Warmth that’s easy to put on one-handed
Sunday January 21st 2018, 11:37 pm
Filed under: Friends,Knitting a Gift,Life

I didn’t take this one to church last week. I couldn’t tell you why not, other than the passing thought of maybe I’d keep it for myself. The way the yarn was spun makes it look a little bit nubbly but it is marvelously soft and I love the color.

Yeah, I didn’t believe I would either–because I knew there was enough yarn left to at least make a smaller version. But still, that merino/silk stayed home.

Not today. Today it definitely insisted it was coming with me. I thought I was ready to head out the door to church but it called me back somehow. Okay. I walked halfway across the house and retrieved it just in time.

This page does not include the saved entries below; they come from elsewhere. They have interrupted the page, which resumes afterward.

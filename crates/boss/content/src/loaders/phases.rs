//! Phase table loader.

use std::path::Path;

use boss_core::{PhaseDefinition, PhaseTable};
use serde::{Deserialize, Serialize};

use crate::loaders::{LoadResult, read_file};

/// Phase list structure for RON files. Phases are listed opening phase first.
#[derive(Debug, Clone, Serialize, Deserialize)]
pub struct PhaseList {
    pub phases: Vec<PhaseDefinition>,
}

/// Loader for phase tables from RON files.
pub struct PhaseLoader;

impl PhaseLoader {
    /// Load phase definitions from a RON file containing a [`PhaseList`].
    pub fn load(path: &Path) -> LoadResult<Vec<PhaseDefinition>> {
        let content = read_file(path)?;
        Self::parse(&content)
            .map_err(|e| anyhow::anyhow!("{} ({})", e, path.display()))
    }

    /// Parse phase definitions from RON text and check the table's ordering
    /// and multipliers.
    pub fn parse(content: &str) -> LoadResult<Vec<PhaseDefinition>> {
        let list: PhaseList = ron::from_str(content)
            .map_err(|e| anyhow::anyhow!("Failed to parse phase table RON: {}", e))?;

        let table = PhaseTable::new(list.phases)?;
        Ok(table.as_slice().to_vec())
    }
}
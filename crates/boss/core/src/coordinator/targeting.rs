use glam::Vec3;

use crate::env::{TargetCandidate, TargetView};
use crate::state::EntityRef;

/// Combat is dropped once the held target is this many aggro ranges away.
pub const LEASH_FACTOR: f32 = 1.5;

/// Picks the target for this tick.
///
/// The current target is kept while it is still targetable and within the
/// leash distance. Otherwise the closest targetable candidate inside
/// `aggro_range` is acquired; equal distances keep the earlier candidate.
pub fn acquire(
    current: Option<EntityRef>,
    position: Vec3,
    candidates: &[TargetCandidate],
    aggro_range: f32,
) -> Option<TargetView> {
    if let Some(handle) = current {
        let held = candidates
            .iter()
            .find(|c| c.handle == handle && c.is_targetable())
            .filter(|c| c.position.distance(position) <= aggro_range * LEASH_FACTOR);
        if let Some(candidate) = held {
            return Some(candidate.view());
        }
    }

    let mut best: Option<(&TargetCandidate, f32)> = None;
    for candidate in candidates.iter().filter(|c| c.is_targetable()) {
        let distance = candidate.position.distance(position);
        if distance > aggro_range {
            continue;
        }
        if best.is_none_or(|(_, d)| distance < d) {
            best = Some((candidate, distance));
        }
    }
    best.map(|(candidate, _)| candidate.view())
}

#[cfg(test)]
mod tests {
    use super::*;

    fn at(id: u32, x: f32) -> TargetCandidate {
        TargetCandidate::new(EntityRef(id), Vec3::new(x, 0.0, 0.0))
    }

    #[test]
    fn acquires_closest_in_range() {
        let candidates = [at(1, 15.0), at(2, 8.0), at(3, 40.0)];
        let target = acquire(None, Vec3::ZERO, &candidates, 20.0);
        assert_eq!(target.map(|t| t.handle), Some(EntityRef(2)));
    }

    #[test]
    fn skips_invalid_and_dead() {
        let mut ghost = at(1, 2.0);
        ghost.is_alive = false;
        let mut ally = at(2, 3.0);
        ally.is_valid_target = false;
        let candidates = [ghost, ally, at(3, 10.0)];
        let target = acquire(None, Vec3::ZERO, &candidates, 20.0);
        assert_eq!(target.map(|t| t.handle), Some(EntityRef(3)));
    }

    #[test]
    fn holds_target_until_leash_breaks() {
        let candidates = [at(1, 25.0), at(2, 5.0)];
        let held = acquire(Some(EntityRef(1)), Vec3::ZERO, &candidates, 20.0);
        assert_eq!(held.map(|t| t.handle), Some(EntityRef(1)));

        let candidates = [at(1, 31.0)];
        assert!(acquire(Some(EntityRef(1)), Vec3::ZERO, &candidates, 20.0).is_none());
    }
}
impl AbilityCatalog {
    /// Builds the catalog. Every ability starts ready and disallowed until a
    /// phase set is applied.
    pub fn new(
        definitions: Vec<AbilityDefinition>,
        global_cooldown: f32,
        queued_request_timeout: f32,
    ) -> Result<Self, ConfigError> {
        let mut slots = HashMap::with_capacity(definitions.len());
        for (slot, def) in definitions.iter().enumerate() {
            def.validate()?;
            if slots.insert(def.id.clone(), slot).is_some() {
                return Err(ConfigError::DuplicateAbility(def.id.clone()));
            }
        }

        Ok(Self {
            runtimes: vec![AbilityRuntime::default(); definitions.len()],
            definitions,
            slots,
            cooldown_multiplier: 1.0,
            global_cooldown,
            queued_request_timeout,
            clock: 0.0,
            last_ability_time: None,
            suspended: false,
            pipeline: ExecutionPipeline::default(),
            queue: VecDeque::new(),
        })
    }

    // ========================================================================
    // Queries
    // ========================================================================

    pub fn contains(&self, id: &str) -> bool {
        self.slots.contains_key(id)
    }

    pub fn definition(&self, id: &str) -> Option<&AbilityDefinition> {
        self.slots.get(id).map(|&slot| &self.definitions[slot])
    }

    pub fn definitions(&self) -> &[AbilityDefinition] {
        &self.definitions
    }

    /// Definitions the current phase allows, in catalog order.
    pub fn allowed(&self) -> impl Iterator<Item = &AbilityDefinition> {
        self.definitions
            .iter()
            .zip(&self.runtimes)
            .filter(|(_, rt)| rt.allowed)
            .map(|(def, _)| def)
    }

    pub fn is_allowed(&self, id: &str) -> bool {
        self.slots
            .get(id)
            .is_some_and(|&slot| self.runtimes[slot].allowed)
    }

    pub fn cooldown_remaining(&self, id: &str) -> Option<f32> {
        self.slots
            .get(id)
            .map(|&slot| self.runtimes[slot].cooldown_remaining)
    }

    pub fn cooldown_multiplier(&self) -> f32 {
        self.cooldown_multiplier
    }

    /// True if `id` may start right now.
    pub fn can_use(&self, id: &str) -> bool {
        matches!(self.availability(id), Ok(None))
    }

    pub fn is_executing(&self) -> bool {
        self.pipeline.is_busy()
    }

    pub fn executing(&self) -> Option<(&AbilityId, ExecutionStage)> {
        self.pipeline.current().map(|e| (&e.ability, e.stage()))
    }

    /// True while `id` is executing or waiting in the queue.
    pub fn is_pending(&self, id: &str) -> bool {
        self.executing().is_some_and(|(a, _)| a.as_str() == id)
            || self.queue.iter().any(|q| q.ability.as_str() == id)
    }

    pub fn queue(&self) -> impl Iterator<Item = &QueuedRequest> {
        self.queue.iter()
    }

    pub fn queue_len(&self) -> usize {
        self.queue.len()
    }

    pub fn is_suspended(&self) -> bool {
        self.suspended
    }

    /// `Ok(None)` when ready, `Ok(Some(_))` when transiently blocked.
    fn availability(&self, id: &str) -> Result<Option<Unavailable>, RequestError> {
        let slot = *self
            .slots
            .get(id)
            .ok_or_else(|| RequestError::UnknownAbility(AbilityId::from(id)))?;
        let runtime = &self.runtimes[slot];
        if !runtime.allowed {
            return Err(RequestError::NotInPhase(self.definitions[slot].id.clone()));
        }
        if self.suspended {
            return Err(RequestError::PipelineSuspended);
        }
        if runtime.cooldown_remaining > 0.0 {
            return Ok(Some(Unavailable::OnCooldown));
        }
        if !self.global_cooldown_elapsed() {
            return Ok(Some(Unavailable::GlobalCooldown));
        }
        if self.pipeline.is_busy() {
            return Ok(Some(Unavailable::Busy));
        }
        Ok(None)
    }

    fn global_cooldown_elapsed(&self) -> bool {
        self.last_ability_time
            .is_none_or(|last| self.clock - last >= self.global_cooldown)
    }

    // ========================================================================
    // Requests
    // ========================================================================

    /// Requests an ability, returning `false` if it was rejected.
    ///
    /// A known, allowed ability that is only transiently unavailable is queued
    /// and still reported as accepted.
    pub fn request(&mut self, id: &str, target: AbilityTarget, events: &mut EventQueue) -> bool {
        match self.try_request(id, target, events) {
            Ok(_) => true,
            Err(err) => {
                tracing::warn!("Ability request rejected: {}", err);
                false
            }
        }
    }

    pub fn try_request(
        &mut self,
        id: &str,
        target: AbilityTarget,
        events: &mut EventQueue,
    ) -> Result<RequestOutcome, RequestError> {
        match self.availability(id)? {
            None => {
                let slot = self.slots[id];
                self.begin(slot, target, events);
                Ok(RequestOutcome::Started)
            }
            Some(reason) => {
                tracing::debug!("Queueing {} ({:?})", id, reason);
                self.queue.push_back(QueuedRequest {
                    ability: self.definitions[self.slots[id]].id.clone(),
                    target,
                    enqueued_at: self.clock,
                });
                Ok(RequestOutcome::Queued)
            }
        }
    }

    fn begin(&mut self, slot: usize, target: AbilityTarget, events: &mut EventQueue) {
        let ability = self.definitions[slot].id.clone();
        tracing::debug!("Starting {}", ability);
        events.emit(BossEvent::AbilityStarted {
            ability: ability.clone(),
        });
        self.pipeline.begin(slot, ability, target);
    }

    // ========================================================================
    // Phase control
    // ========================================================================

    /// Replaces the allowed set and cooldown multiplier with a phase's values.
    ///
    /// Running cooldowns are clamped to the new maximum.
    pub fn apply_phase(&mut self, allowed: &[AbilityId], cooldown_multiplier: f32) {
        self.cooldown_multiplier = cooldown_multiplier;
        for (def, runtime) in self.definitions.iter().zip(self.runtimes.iter_mut()) {
            runtime.allowed = allowed.contains(&def.id);
            let max = def.cooldown * cooldown_multiplier;
            runtime.cooldown_remaining = runtime.cooldown_remaining.min(max);
        }
    }

    /// Stops accepting requests, draining the queue and counting down cooldowns.
    /// An in-flight execution still runs to completion.
    pub fn suspend(&mut self) {
        self.suspended = true;
    }

    pub fn resume(&mut self) {
        self.suspended = false;
    }

    pub fn reset_all_cooldowns(&mut self) {
        for runtime in &mut self.runtimes {
            runtime.cooldown_remaining = 0.0;
        }
    }

    /// Cancels the in-flight execution (stun). No cooldown is applied.
    pub fn interrupt(&mut self, events: &mut EventQueue) -> Option<AbilityId> {
        let execution = self.pipeline.cancel()?;
        tracing::debug!("Interrupted {}", execution.ability);
        events.emit(BossEvent::AbilityInterrupted {
            ability: execution.ability.clone(),
        });
        Some(execution.ability)
    }

    pub fn clear_queue(&mut self) {
        self.queue.clear();
    }

    // ========================================================================
    // Tick
    // ========================================================================

    /// Advances cooldowns, the in-flight execution and the request queue.
    pub fn tick(&mut self, dt: f32, ctx: &mut PerformContext<'_>, events: &mut EventQueue) {
        self.clock += dt;

        if !self.suspended {
            for runtime in &mut self.runtimes {
                runtime.cooldown_remaining = (runtime.cooldown_remaining - dt).max(0.0);
            }
        }

        if let Some(execution) = self.pipeline.current() {
            let slot = execution.slot;
            if let Some(done) = self.pipeline.advance(dt, &self.definitions[slot], ctx, events) {
                self.complete(done.slot, events);
            }
        }

        if !self.suspended {
            self.drain_queue(events);
        }
    }

    fn complete(&mut self, slot: usize, events: &mut EventQueue) {
        let def = &self.definitions[slot];
        self.runtimes[slot].cooldown_remaining = def.cooldown * self.cooldown_multiplier;
        self.last_ability_time = Some(self.clock);
        tracing::debug!(
            "Completed {} (cooldown {:.2}s)",
            def.id,
            self.runtimes[slot].cooldown_remaining
        );
        events.emit(BossEvent::AbilityCompleted {
            ability: def.id.clone(),
        });
    }

    fn drain_queue(&mut self, events: &mut EventQueue) {
        while !self.pipeline.is_busy() && self.global_cooldown_elapsed() {
            let Some(head) = self.queue.front() else {
                return;
            };

            if self.clock - head.enqueued_at > self.queued_request_timeout {
                tracing::debug!("Dropping stale request for {}", head.ability);
                self.queue.pop_front();
                continue;
            }

            let slot = self.slots[head.ability.as_str()];
            let runtime = self.runtimes[slot];
            if !runtime.allowed {
                tracing::debug!("Dropping {}: no longer allowed", head.ability);
                self.queue.pop_front();
                continue;
            }
            if runtime.cooldown_remaining > 0.0 {
                // FIFO: the head waits for its own cooldown
                return;
            }

            if let Some(request) = self.queue.pop_front() {
                self.begin(slot, request.target, events);
            }
        }
    }
}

It was not picked out by the friend who went for the beige cashmere. (Whom I said “Happy Birthday!” to, having no idea it really had been her birthday two weeks ago.) It was passed over by the friend who picked the silver Classic Elite Chalet baby alpaca that I finished yesterday. (Yay for overnight drying.)

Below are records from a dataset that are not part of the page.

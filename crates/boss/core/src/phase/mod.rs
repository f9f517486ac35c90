//! Health-threshold phases and timed transitions.
mod controller;
mod definition;

pub use controller::PhaseController;
pub use definition::{PhaseDefinition, PhaseTable};
//! Flat circular arena with round pillars, answering the boss's world queries.
//!
//! All geometry is 2D on the XZ plane; heights are ignored.

use boss_core::{CombatOracle, EntityRef, Vec3};
use glam::Vec2;
use serde::{Deserialize, Serialize};

/// Distance kept between a cover point and the pillar surface.
pub const COVER_MARGIN: f32 = 1.0;
/// Body radius of every scripted target.
pub const TARGET_RADIUS: f32 = 0.5;

/// A round obstruction blocking sight and movement.
#[derive(Clone, Copy, Debug, PartialEq, Serialize, Deserialize)]
pub struct Pillar {
    pub center: Vec3,
    pub radius: f32,
}

impl Pillar {
    fn contains(&self, point: Vec2) -> bool {
        flat(self.center).distance(point) < self.radius
    }
}

#[derive(Clone, Debug, Default, PartialEq, Serialize, Deserialize)]
pub struct ArenaSpec {
    /// Movement beyond this distance from the origin is blocked. Zero means unbounded.
    #[serde(default)]
    pub radius: f32,
    #[serde(default)]
    pub pillars: Vec<Pillar>,
}

/// [`CombatOracle`] over an [`ArenaSpec`] and the targets alive this tick.
#[derive(Clone, Debug, Default)]
pub struct ArenaOracle {
    spec: ArenaSpec,
    targets: Vec<(EntityRef, Vec3)>,
}

impl ArenaOracle {
    pub fn new(spec: ArenaSpec) -> Self {
        Self {
            spec,
            targets: Vec::new(),
        }
    }

    pub fn spec(&self) -> &ArenaSpec {
        &self.spec
    }

    /// Replaces the overlap-able targets for the coming tick.
    pub fn set_targets(&mut self, targets: impl IntoIterator<Item = (EntityRef, Vec3)>) {
        self.targets.clear();
        self.targets.extend(targets);
    }

    fn out_of_bounds(&self, point: Vec2) -> bool {
        self.spec.radius > 0.0 && point.length() > self.spec.radius
    }
}

impl CombatOracle for ArenaOracle {
    fn line_of_sight(&self, from: Vec3, to: Vec3) -> bool {
        let (a, b) = (flat(from), flat(to));
        !self
            .spec
            .pillars
            .iter()
            .any(|p| segment_distance(flat(p.center), a, b) < p.radius)
    }

    fn find_cover(&self, origin: Vec3, away: Vec3, radius: f32) -> Option<Vec3> {
        let away = flat(away).try_normalize()?;
        let origin_2d = flat(origin);

        self.spec
            .pillars
            .iter()
            .filter(|p| flat(p.center).distance(origin_2d) <= radius)
            .map(|p| flat(p.center) + away * (p.radius + COVER_MARGIN))
            .filter(|spot| !self.out_of_bounds(*spot))
            .min_by(|a, b| a.distance(origin_2d).total_cmp(&b.distance(origin_2d)))
            .map(|spot| Vec3::new(spot.x, origin.y, spot.y))
    }

    fn overlap(&self, center: Vec3, radius: f32) -> Vec<EntityRef> {
        let center = flat(center);
        self.targets
            .iter()
            .filter(|(_, position)| flat(*position).distance(center) <= radius + TARGET_RADIUS)
            .map(|(handle, _)| *handle)
            .collect()
    }

    fn is_path_blocked(&self, _from: Vec3, to: Vec3) -> bool {
        let to = flat(to);
        self.out_of_bounds(to) || self.spec.pillars.iter().any(|p| p.contains(to))
    }
}

fn flat(v: Vec3) -> Vec2 {
    Vec2::new(v.x, v.z)
}

/// Shortest distance from `point` to the segment `a -> b`.
fn segment_distance(point: Vec2, a: Vec2, b: Vec2) -> f32 {
    let ab = b - a;
    let length_squared = ab.length_squared();
    let t = if length_squared > 0.0 {
        ((point - a).dot(ab) / length_squared).clamp(0.0, 1.0)
    } else {
        0.0
    };
    point.distance(a + ab * t)
}

#[cfg(test)]
mod tests {
    use super::*;

    fn arena() -> ArenaOracle {
        ArenaOracle::new(ArenaSpec {
            radius: 30.0,
            pillars: vec![Pillar {
                center: Vec3::new(5.0, 0.0, 0.0),
                radius: 1.0,
            }],
        })
    }

    #[test]
    fn pillar_blocks_sight() {
        let arena = arena();
        assert!(!arena.line_of_sight(Vec3::ZERO, Vec3::new(10.0, 0.0, 0.0)));
        assert!(arena.line_of_sight(Vec3::ZERO, Vec3::new(10.0, 0.0, 3.0)));
        // Segment ends before the pillar.
        assert!(arena.line_of_sight(Vec3::ZERO, Vec3::new(3.0, 0.0, 0.0)));
    }

    #[test]
    fn cover_is_behind_the_pillar() {
        let arena = arena();
        let cover = arena.find_cover(Vec3::new(3.0, 0.0, 0.0), Vec3::X, 10.0);
        assert_eq!(cover, Some(Vec3::new(7.0, 0.0, 0.0)));

        assert!(arena.find_cover(Vec3::new(-20.0, 0.0, 0.0), Vec3::X, 10.0).is_none());
        assert!(arena.find_cover(Vec3::ZERO, Vec3::ZERO, 10.0).is_none());
    }

    #[test]
    fn overlap_counts_body_radius() {
        let mut arena = arena();
        arena.set_targets([
            (EntityRef(1), Vec3::new(2.4, 0.0, 0.0)),
            (EntityRef(2), Vec3::new(2.6, 0.0, 0.0)),
        ]);
        assert_eq!(arena.overlap(Vec3::ZERO, 2.0), vec![EntityRef(1)]);
    }

    #[test]
    fn pillars_and_walls_block_movement() {
        let arena = arena();
        assert!(arena.is_path_blocked(Vec3::ZERO, Vec3::new(5.5, 0.0, 0.0)));
        assert!(arena.is_path_blocked(Vec3::ZERO, Vec3::new(31.0, 0.0, 0.0)));
        assert!(!arena.is_path_blocked(Vec3::ZERO, Vec3::new(0.0, 0.0, 5.0)));
    }
}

And then, at the last meeting, I saw Candice and what she was wearing and was suddenly pretty sure of myself. But first things first: ask, because you never know, and people should always have a choice and not just have to be polite at you. “Is this a good shade of blue?”

She exclaimed as I pulled it out, “That is the PERFECT shade of blue! Ohmygosh, is this for me?!”

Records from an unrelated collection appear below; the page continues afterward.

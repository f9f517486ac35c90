//! Data-driven boss content.
//!
//! Bosses are authored as a directory of data files:
//! - `abilities.ron`: the ability catalog
//! - `phases.ron`: the ordered phase table
//! - `config.toml`: tuning overrides (optional, defaults otherwise)
//!
//! Every loader deserializes straight into boss-core types and the directory
//! loader validates the assembled [`BossDefinition`] before handing it out.
//!
//! One boss ships embedded in the crate, see [`builtin`].

pub mod builtin;
pub mod loaders;

pub use boss_core::BossDefinition;
pub use builtin::{BUILTIN_BOSSES, load_builtin, warden};
pub use loaders::{AbilityLoader, BossLoader, ConfigLoader, LoadResult, PhaseLoader};
//! Content loaders for reading boss data from files.
//!
//! Each loader has a `load(path)` entry point for files on disk and a
//! `parse(text)` entry point used for embedded data and tests.

pub mod abilities;
pub mod boss;
pub mod config;
pub mod phases;

pub use abilities::AbilityLoader;
pub use boss::BossLoader;
pub use config::ConfigLoader;
pub use phases::PhaseLoader;

use std::path::Path;

/// Common result type for loaders.
pub type LoadResult<T> = anyhow::Result<T>;

/// Helper function to read file contents.
pub(crate) fn read_file(path: &Path) -> LoadResult<String> {
    std::fs::read_to_string(path)
        .map_err(|e| anyhow::anyhow!("Failed to read file {}: {}", path.display(), e))
}
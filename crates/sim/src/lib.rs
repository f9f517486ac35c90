//! Headless host for boss encounters.
//!
//! Provides a geometric [`arena::ArenaOracle`], RON-scripted
//! [`scenario::Scenario`]s and the fixed-step [`runner::Simulation`] loop
//! used by the `boss-sim` binary.

pub mod arena;
pub mod runner;
pub mod scenario;

pub use arena::{ArenaOracle, ArenaSpec, Pillar};
pub use runner::{Simulation, Summary, TargetSummary};
pub use scenario::{Scenario, ScriptedHit, ScriptedStun, ScriptedTarget, TargetAttack, Waypoint};
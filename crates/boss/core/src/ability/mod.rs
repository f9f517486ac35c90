//! Ability catalog and execution pipeline.
mod catalog;
mod definition;
mod perform;
mod pipeline;

pub use catalog::{AbilityCatalog, QueuedRequest, RequestOutcome};
pub use definition::{AbilityDefinition, AbilityId, AbilityKind, TargetKind};
pub use perform::{AbilityTarget, PerformContext};
pub use pipeline::ExecutionStage;
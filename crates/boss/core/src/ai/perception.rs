use glam::Vec3;

use crate::env::{CombatOracle, TargetView};

/// What the boss knows about its target this tick.
#[derive(Clone, Copy, Debug, PartialEq)]
pub struct Perception {
    pub target: Option<TargetView>,
    /// Last position the target was seen at. Survives losing the target.
    pub last_known_position: Option<Vec3>,
    pub line_of_sight: bool,
    /// Seconds since the target was last present and visible.
    pub lost_time: f32,
    /// Distance to the target, or infinity without one.
    pub distance: f32,
}

impl Default for Perception {
    fn default() -> Self {
        Self {
            target: None,
            last_known_position: None,
            line_of_sight: false,
            lost_time: 0.0,
            distance: f32::INFINITY,
        }
    }
}

impl Perception {
    pub fn update(
        &mut self,
        position: Vec3,
        target: Option<TargetView>,
        oracle: &dyn CombatOracle,
        dt: f32,
    ) {
        self.target = target;
        match target {
            Some(view) => {
                self.line_of_sight = oracle.line_of_sight(position, view.position);
                self.distance = position.distance(view.position);
                self.last_known_position = Some(view.position);
            }
            None => {
                self.line_of_sight = false;
                self.distance = f32::INFINITY;
            }
        }

        if self.can_see_target() {
            self.lost_time = 0.0;
        } else {
            self.lost_time += dt;
        }
    }

    pub fn has_target(&self) -> bool {
        self.target.is_some()
    }

    pub fn can_see_target(&self) -> bool {
        self.target.is_some() && self.line_of_sight
    }

    pub fn target_position(&self) -> Option<Vec3> {
        self.target.map(|t| t.position)
    }
}

#[cfg(test)]
mod tests {
    use super::*;
    use crate::state::EntityRef;

    struct Wall(bool);

    impl CombatOracle for Wall {
        fn line_of_sight(&self, _: Vec3, _: Vec3) -> bool {
            !self.0
        }
        fn find_cover(&self, _: Vec3, _: Vec3, _: f32) -> Option<Vec3> {
            None
        }
        fn overlap(&self, _: Vec3, _: f32) -> Vec<EntityRef> {
            Vec::new()
        }
    }

    fn target(x: f32) -> Option<TargetView> {
        Some(TargetView {
            handle: EntityRef(1),
            position: Vec3::new(x, 0.0, 0.0),
        })
    }

    #[test]
    fn lost_time_accumulates_without_target() {
        let mut perception = Perception::default();
        perception.update(Vec3::ZERO, target(4.0), &Wall(false), 0.5);
        assert_eq!(perception.lost_time, 0.0);
        assert_eq!(perception.distance, 4.0);

        perception.update(Vec3::ZERO, None, &Wall(false), 0.5);
        perception.update(Vec3::ZERO, None, &Wall(false), 0.5);
        assert_eq!(perception.lost_time, 1.0);
        assert_eq!(perception.last_known_position, Some(Vec3::new(4.0, 0.0, 0.0)));
        assert!(!perception.has_target());
    }

    #[test]
    fn hidden_target_counts_as_lost() {
        let mut perception = Perception::default();
        perception.update(Vec3::ZERO, target(4.0), &Wall(true), 0.25);
        assert!(perception.has_target());
        assert!(!perception.can_see_target());
        assert_eq!(perception.lost_time, 0.25);
    }
}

Note that she is the mother of three small children. Note that this week, her husband’s been out of town and she’s been coping with the kids missing him as much as she has. (I saw one being weepy and remembered those days.) Note that this week is the week, it turned out, that she broke her wrist, while trying to hold everybody together in his absence.

I’d had no idea.

She didn’t need that cowl last week. She needed that cowl this week. It’s not just about the color.



Starry night with meteor showers
Tuesday January 16th 2018, 11:43 pm
Filed under: Friends,Knitting a Gift

I sent a friend a note today after I ran the ends in: did he want a “Created with pride by…” tag in his? Or did he want to be able to wear it this way as well as the other way?

The advantage to the tag is its making the hat traceable and returnable should he lose it–a friend of mine got a baby sweater back that way.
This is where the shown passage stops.